Nice Beth!  That's the size Shrek and I would like, but with another 1/2 bath.  This is getting exciting.  We are going to have to discuss the color, wood etc of the kitchen.


----------



## Kylie1969 (Jun 8, 2013)

Nice floorplan Beth!

This must be so exciting for you


----------



## bethzaring (Jun 8, 2013)

PrincessFiona60 said:


> This is getting exciting.  We are going to have to discuss the color, wood etc of the kitchen.

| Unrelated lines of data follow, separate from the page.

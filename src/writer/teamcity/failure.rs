// Copyright (c) 2018-2025  Brendan Molloy <brendan@bbqsrc.net>,
//                          Ilya Solovyiov <ilya.solovyiov@gmail.com>,
//                          Kai Ren <tyranron@gmail.com>
//
// Licensed under the Apache License, Version 2.0 <LICENSE-APACHE or
// http://www.apache.org/licenses/LICENSE-2.0> or the MIT license
// <LICENSE-MIT or http://opensource.org/licenses/MIT>, at your
// option. This file may not be copied, modified, or distributed
// except according to those terms.

//! Composition of `testFailed` messages.

use std::fmt::Write as _;

use crate::{Step, StepResult, Table};

/// Prefix of every composed failure message.
pub const FAILURE_PREFIX: &str = "Step failed: ";

/// Composes the failure message of the given [`StepResult`], describing the
/// [`Table`] and the free text of the `step` it comes from, if any.
#[must_use]
pub fn compose_message(result: &StepResult, step: Option<&Step>) -> String {
    let mut msg = format!("{FAILURE_PREFIX}{}", result.name);
    if let Some(table) = step.and_then(|s| s.table.as_ref()) {
        _ = write!(msg, "\nTable:\n{}", describe_table(table));
    }
    if let Some(text) = step.and_then(|s| s.text.as_deref()) {
        _ = write!(msg, "\nText:\n{}", describe_text(text));
    }
    msg
}

/// Renders the given [`Table`] as a grid, one `| a | b |` line per row with
/// cells padded to the width of their column.
#[must_use]
pub fn describe_table(table: &Table) -> String {
    let rows = table
        .rows
        .iter()
        .map(|row| row.iter().map(|c| escape_cell(c)).collect::<Vec<_>>())
        .collect::<Vec<_>>();

    let mut widths = Vec::<usize>::new();
    for row in &rows {
        for (i, cell) in row.iter().enumerate() {
            let len = cell.chars().count();
            match widths.get_mut(i) {
                Some(w) => *w = (*w).max(len),
                None => widths.push(len),
            }
        }
    }

    rows.iter().fold(String::new(), |mut out, row| {
        out.push('|');
        for (cell, width) in row.iter().zip(&widths) {
            let pad = width - cell.chars().count();
            _ = write!(out, " {cell}{} |", " ".repeat(pad));
        }
        out.push('\n');
        out
    })
}

/// Renders the given free `text` as a `"""`-delimited block.
#[must_use]
pub fn describe_text(text: &str) -> String {
    format!("\"\"\"\n{}\n\"\"\"\n", text.replace(r#"""""#, r#"\"\"\""#))
}

fn escape_cell(cell: &str) -> String {
    cell.replace('\\', "\\\\")
        .replace('|', "\\|")
        .replace('\n', "\\n")
}

#[cfg(test)]
mod tests {
    use crate::Status;

    use super::*;

    fn result() -> StepResult {
        StepResult::new(&Step::new("When", "I ship it"), Status::Failed)
    }

    #[test]
    fn plain_step() {
        assert_eq!(
            compose_message(&result(), Some(&Step::new("When", "I ship it"))),
            "Step failed: I ship it",
        );
        assert_eq!(compose_message(&result(), None), "Step failed: I ship it");
    }

    #[test]
    fn table_is_padded_grid() {
        let table = Table::new([["id", "weight"], ["100", "1"]]);

        assert_eq!(
            describe_table(&table),
            "| id  | weight |\n\
             | 100 | 1      |\n",
        );
    }

    #[test]
    fn table_cells_escape_pipes() {
        let table = Table::new([["a|b"], ["c"]]);

        assert_eq!(describe_table(&table), "| a\\|b |\n| c    |\n");
    }

    #[test]
    fn table_cells_escape_newlines_and_backslashes() {
        let table = Table::new([["a\nb", "c\\d"], ["e", "f"]]);

        assert_eq!(
            describe_table(&table),
            "| a\\nb | c\\\\d |\n| e    | f    |\n",
        );
    }

    #[test]
    fn ragged_rows_do_not_panic() {
        let table = Table::new(vec![vec!["a"], vec!["bb", "c"]]);

        assert_eq!(describe_table(&table), "| a  |\n| bb | c |\n");
    }

    #[test]
    fn text_block_escapes_triple_quotes() {
        assert_eq!(
            describe_text("say \"\"\"hi\"\"\""),
            "\"\"\"\nsay \\\"\\\"\\\"hi\\\"\\\"\\\"\n\"\"\"\n",
        );
    }

    #[test]
    fn message_with_table_and_text() {
        let step = Step::new("Given", "the parcels:")
            .with_table(Table::new([["id"], ["1"]]))
            .with_text("FRAGILE");
        let result = StepResult::failed(&step, "boom");

        assert_eq!(
            compose_message(&result, Some(&step)),
            "Step failed: the parcels:\n\
             Table:\n| id |\n| 1  |\n\n\
             Text:\n\"\"\"\nFRAGILE\n\"\"\"\n",
        );
    }
}
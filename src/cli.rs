use std::{ffi::OsString, time::Duration};

use clap::Parser;

/// Run a program, restart it every run period: SIGTERM first, SIGKILL after
/// the grace period, then start it again.
#[derive(Debug, Parser)]
#[command(
    name = "ruc",
    version,
    override_usage = "ruc [flags] <program> [program arguments...]"
)]
pub(crate) struct Cli {
    /// Period between starting the program and sending it SIGTERM
    #[arg(
        long = "run",
        value_name = "DURATION",
        default_value = "60s",
        value_parser = humantime::parse_duration
    )]
    pub(crate) run: Duration,

    /// Period between sending the program SIGTERM and SIGKILL
    #[arg(
        long = "grace",
        value_name = "DURATION",
        default_value = "10s",
        value_parser = humantime::parse_duration
    )]
    pub(crate) grace: Duration,

    /// Program to run, followed by its arguments
    #[arg(
        value_name = "PROGRAM",
        required = true,
        num_args = 1..,
        trailing_var_arg = true,
        allow_hyphen_values = true
    )]
    pub(crate) command: Vec<OsString>,
}

impl Cli {
    /// Parses the command line, accepting single-dash long flags (`-run 2s`).
    pub(crate) fn parse_args() -> Self {
        Self::parse_from(normalize_flags(std::env::args_os()))
    }
}

const LONG_FLAGS: [&str; 2] = ["run", "grace"];

/// Rewrites `-run`/`-grace` (and their `=value` forms) to `--run`/`--grace`.
///
/// Only the supervisor's own flags are touched: rewriting stops at `--` or at
/// the first positional argument, which is the program.
pub(crate) fn normalize_flags<I>(args: I) -> Vec<OsString>
where
    I: IntoIterator<Item = OsString>,
{
    let mut args = args.into_iter();
    let mut out: Vec<OsString> = args.next().into_iter().collect();
    let mut expects_value = false;

    for arg in args.by_ref() {
        if expects_value {
            expects_value = false;
            out.push(arg);
            continue;
        }
        let Some(text) = arg.to_str() else {
            out.push(arg);
            break;
        };
        if text == "--" || !text.starts_with('-') {
            out.push(arg);
            break;
        }
        let flag = text.trim_start_matches('-');
        let (name, value) = match flag.split_once('=') {
            Some((name, value)) => (name, Some(value)),
            None => (flag, None),
        };
        if LONG_FLAGS.contains(&name) {
            expects_value = value.is_none();
            out.push(OsString::from(format!("--{flag}")));
        } else {
            out.push(arg);
        }
    }

    out.extend(args);
    out
}

#[cfg(test)]
mod tests {
    use super::*;

    fn os(args: &[&str]) -> Vec<OsString> {
        args.iter().map(OsString::from).collect()
    }

    #[test]
    fn single_dash_flags_are_rewritten() {
        let args = normalize_flags(os(&["ruc", "-run", "2s", "-grace=1s", "sleep", "10"]));
        assert_eq!(args, os(&["ruc", "--run", "2s", "--grace=1s", "sleep", "10"]));
    }

    #[test]
    fn program_arguments_are_left_alone() {
        let args = normalize_flags(os(&["ruc", "--run", "5s", "prog", "-run", "-grace=3"]));
        assert_eq!(args, os(&["ruc", "--run", "5s", "prog", "-run", "-grace=3"]));

        let args = normalize_flags(os(&["ruc", "--", "-run"]));
        assert_eq!(args, os(&["ruc", "--", "-run"]));
    }

    #[test]
    fn parse_with_defaults() {
        let cli = Cli::try_parse_from(normalize_flags(os(&["ruc", "sleep", "10"]))).unwrap();
        assert_eq!(cli.run, Duration::from_secs(60));
        assert_eq!(cli.grace, Duration::from_secs(10));
        assert_eq!(cli.command, os(&["sleep", "10"]));
    }

    #[test]
    fn parse_go_style_flags() {
        let cli = Cli::try_parse_from(normalize_flags(os(&[
            "ruc", "-run", "1m30s", "-grace", "500ms", "server", "--verbose", "-x",
        ])))
        .unwrap();
        assert_eq!(cli.run, Duration::from_secs(90));
        assert_eq!(cli.grace, Duration::from_millis(500));
        assert_eq!(cli.command, os(&["server", "--verbose", "-x"]));
    }

    #[test]
    fn missing_program_is_a_usage_error() {
        let err = Cli::try_parse_from(os(&["ruc", "--run", "2s"])).unwrap_err();
        assert_eq!(err.exit_code(), 2);
    }

    #[test]
    fn bad_duration_is_rejected() {
        assert!(Cli::try_parse_from(os(&["ruc", "--run", "soon", "true"])).is_err());
    }
}
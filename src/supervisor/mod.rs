pub(crate) mod builder;
pub(crate) mod cycle;
pub(crate) mod handle;

use std::{io, time::Duration};

use thiserror::Error;
use tokio_util::sync::CancellationToken;
use tracing::info;

use crate::{child::Command, supervisor::handle::SupervisorHandle};

#[derive(Debug, Error)]
pub enum SupervisorError {
    #[error("no program to run")]
    EmptyCommand,
    #[error("failed to start {program}")]
    Launch {
        program: String,
        #[source]
        source: io::Error,
    },
    #[error("failed to wait for program (pid {pid:?})")]
    Wait {
        pid: Option<u32>,
        #[source]
        source: io::Error,
    },
    #[error("supervisor task panicked")]
    Panicked,
}

/// Runs one program forever, restarting it every `run_period`.
///
/// Each cycle launches the program, lets it run for `run_period`, sends it
/// SIGTERM, waits up to `grace_period`, sends SIGKILL if it is still alive,
/// and launches it again once it has been reaped. A program that exits on its
/// own is relaunched right away.
///
/// Cancelling the token (see [`SupervisorHandle::shutdown`]) cuts the current
/// run period short. The grace period is still honoured, and no new cycle is
/// started afterwards.
pub struct Supervisor {
    pub(crate) command: Command,
    pub(crate) run_period: Duration,
    pub(crate) grace_period: Duration,
    pub(crate) token: CancellationToken,
    pub(crate) cycles: u64,
}

impl Supervisor {
    /// Runs the supervisor on a new tokio task and returns a handle to it.
    pub fn run(self) -> SupervisorHandle {
        let token = self.token.clone();
        let join_handle = tokio::spawn(self.run_forever());
        SupervisorHandle::new(join_handle, token)
    }

    /// Runs cycles back to back until a launch fails or shutdown is requested.
    ///
    /// Without a shutdown request this never returns `Ok`. Once the token is
    /// cancelled, the cycle in flight still escalates through SIGTERM, the
    /// grace period and SIGKILL, and the loop then returns `Ok(())` instead of
    /// launching the program again. Only a second stop signal, handled by
    /// [`SignalRelay`](crate::SignalRelay), ends the process sooner.
    pub async fn run_forever(mut self) -> Result<(), SupervisorError> {
        loop {
            if self.token.is_cancelled() {
                info!(cycles = self.cycles, "Shutdown requested, not restarting");
                return Ok(());
            }
            let report = self.run_cycle().await?;
            report.log();
        }
    }

    pub fn command(&self) -> &Command {
        &self.command
    }

    pub fn run_period(&self) -> Duration {
        self.run_period
    }

    pub fn grace_period(&self) -> Duration {
        self.grace_period
    }

    /// Number of cycles started so far.
    pub fn cycles(&self) -> u64 {
        self.cycles
    }

    pub fn cancellation_token(&self) -> &CancellationToken {
        &self.token
    }
}
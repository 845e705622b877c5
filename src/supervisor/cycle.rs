use std::{
    fmt,
    os::unix::process::ExitStatusExt,
    process::ExitStatus,
    time::{Duration, Instant},
};

use nix::sys::signal::Signal;
use tracing::{debug, info, warn};

use crate::{
    child::{Delivery, SupervisedChild},
    Supervisor, SupervisorError,
};

/// How far a cycle had to escalate before its child exited.
#[derive(Debug, Clone, Copy, PartialEq, Eq)]
pub enum Escalation {
    /// The child exited on its own during the run period.
    None,
    /// The child exited after SIGTERM, within the grace period.
    Terminated,
    /// The child had to be sent SIGKILL.
    Killed,
}

impl fmt::Display for Escalation {
    fn fmt(&self, f: &mut fmt::Formatter<'_>) -> fmt::Result {
        match self {
            Self::None => write!(f, "none"),
            Self::Terminated => write!(f, "terminated"),
            Self::Killed => write!(f, "killed"),
        }
    }
}

/// Outcome of one completed cycle.
#[derive(Debug, Clone, Copy, PartialEq, Eq)]
pub struct CycleReport {
    pub cycle: u64,
    pub pid: Option<u32>,
    pub status: ExitStatus,
    pub escalation: Escalation,
    /// Outcome of the SIGTERM request, if the cycle got that far.
    pub sigterm: Option<Delivery>,
    /// Outcome of the SIGKILL request, if the cycle got that far.
    pub sigkill: Option<Delivery>,
    pub elapsed: Duration,
}

impl CycleReport {
    pub(crate) fn log(&self) {
        let status = DisplayStatus(self.status);
        if self.status.success() {
            info!(
                cycle = self.cycle,
                pid = ?self.pid,
                %status,
                escalation = %self.escalation,
                sigterm = ?self.sigterm,
                sigkill = ?self.sigkill,
                elapsed = ?self.elapsed,
                "Program exited"
            );
        } else {
            warn!(
                cycle = self.cycle,
                pid = ?self.pid,
                %status,
                escalation = %self.escalation,
                sigterm = ?self.sigterm,
                sigkill = ?self.sigkill,
                elapsed = ?self.elapsed,
                "Program exited"
            );
        }
    }
}

struct DisplayStatus(ExitStatus);

impl fmt::Display for DisplayStatus {
    fn fmt(&self, f: &mut fmt::Formatter<'_>) -> fmt::Result {
        if let Some(code) = self.0.code() {
            return write!(f, "exit code {code}");
        }
        match self.0.signal() {
            Some(raw) => match Signal::try_from(raw) {
                Ok(signal) => write!(f, "killed by {signal} ({raw})"),
                Err(_) => write!(f, "killed by signal {raw}"),
            },
            None => write!(f, "{}", self.0),
        }
    }
}

impl Supervisor {
    /// Runs one launch → run → terminate → kill cycle and returns once the
    /// child has been reaped.
    ///
    /// Only a failure to launch (or to collect the exit status) is an error;
    /// any exit status of the child, including death by signal, is a report.
    pub async fn run_cycle(&mut self) -> Result<CycleReport, SupervisorError> {
        self.cycles = self.cycles.saturating_add(1);
        let cycle = self.cycles;

        let mut child = SupervisedChild::spawn(&self.command)?;
        let pid = child.pid();
        let started = Instant::now();
        info!(cycle, pid = ?pid, command = %self.command, "Starting...");

        let report = |status: ExitStatus,
                      escalation: Escalation,
                      sigterm: Option<Delivery>,
                      sigkill: Option<Delivery>| CycleReport {
            cycle,
            pid,
            status,
            escalation,
            sigterm,
            sigkill,
            elapsed: started.elapsed(),
        };

        // Running.
        {
            let run_timer = tokio::time::sleep(self.run_period);
            tokio::pin!(run_timer);
            tokio::select! {
                biased;
                status = child.exited() => return Ok(report(status?, Escalation::None, None, None)),
                _ = self.token.cancelled() => {
                    debug!(cycle, pid = ?pid, "Shutdown requested, stopping program");
                }
                _ = &mut run_timer => {
                    debug!(cycle, pid = ?pid, run = ?self.run_period, "Run period elapsed");
                }
            }
        }

        // Terminating. Cancellation has been spent; only the grace timer or
        // the child can end this wait.
        info!(cycle, pid = ?pid, elapsed = ?started.elapsed(), "Sending SIGTERM");
        let sigterm = child.signal(Signal::SIGTERM).await;
        log_delivery(cycle, pid, Signal::SIGTERM, sigterm);
        {
            let grace_timer = tokio::time::sleep(self.grace_period);
            tokio::pin!(grace_timer);
            tokio::select! {
                biased;
                status = child.exited() => {
                    return Ok(report(status?, Escalation::Terminated, Some(sigterm), None));
                }
                _ = &mut grace_timer => {}
            }
        }

        // Killing. No further escalation exists, so wait as long as it takes.
        info!(cycle, pid = ?pid, elapsed = ?started.elapsed(), "Sending SIGKILL");
        let sigkill = child.signal(Signal::SIGKILL).await;
        log_delivery(cycle, pid, Signal::SIGKILL, sigkill);
        let status = child.exited().await?;
        Ok(report(status, Escalation::Killed, Some(sigterm), Some(sigkill)))
    }
}

/// A signal that could not be sent is not fatal: the next wait observes the
/// exit that made it pointless.
fn log_delivery(cycle: u64, pid: Option<u32>, signal: Signal, delivery: Delivery) {
    match delivery {
        Delivery::Delivered => {}
        Delivery::AlreadyExited => {
            warn!(cycle, pid = ?pid, %signal, "Failed to send {signal}: program already exited");
        }
        Delivery::Failed(errno) => {
            warn!(cycle, pid = ?pid, %signal, error = %errno, "Failed to send {signal}");
        }
    }
}

#[cfg(test)]
mod tests {
    use super::*;

    #[test]
    fn display_status_exit_code() {
        let status = ExitStatus::from_raw(3 << 8);
        assert_eq!(DisplayStatus(status).to_string(), "exit code 3");
    }

    #[test]
    fn display_status_signal() {
        let status = ExitStatus::from_raw(9);
        assert_eq!(DisplayStatus(status).to_string(), "killed by SIGKILL (9)");
    }
}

This has changed many times.  I have looked at so many natural wood cabinets that I have grown to really dislike them.  When I talked to the cabinet maker about what I wanted so he could turn in an estimate, I chose poplar wood PAINTED.  Fortunately he has 3D modeling software so I will be able to see what my choices actually look like.  Probably am a few months away from those decisions.


----------



## PrincessFiona60 (Jun 9, 2013)

bethzaring said:


> This has changed many times.  I have looked at so many natural wood cabinets that I have grown to really dislike them.  When I talked to the cabinet maker about what I wanted so he could turn in an estimate, I chose poplar wood PAINTED.  Fortunately he has 3D modeling software so I will be able to see what my choices actually look like.  Probably am a few months away from those decisions.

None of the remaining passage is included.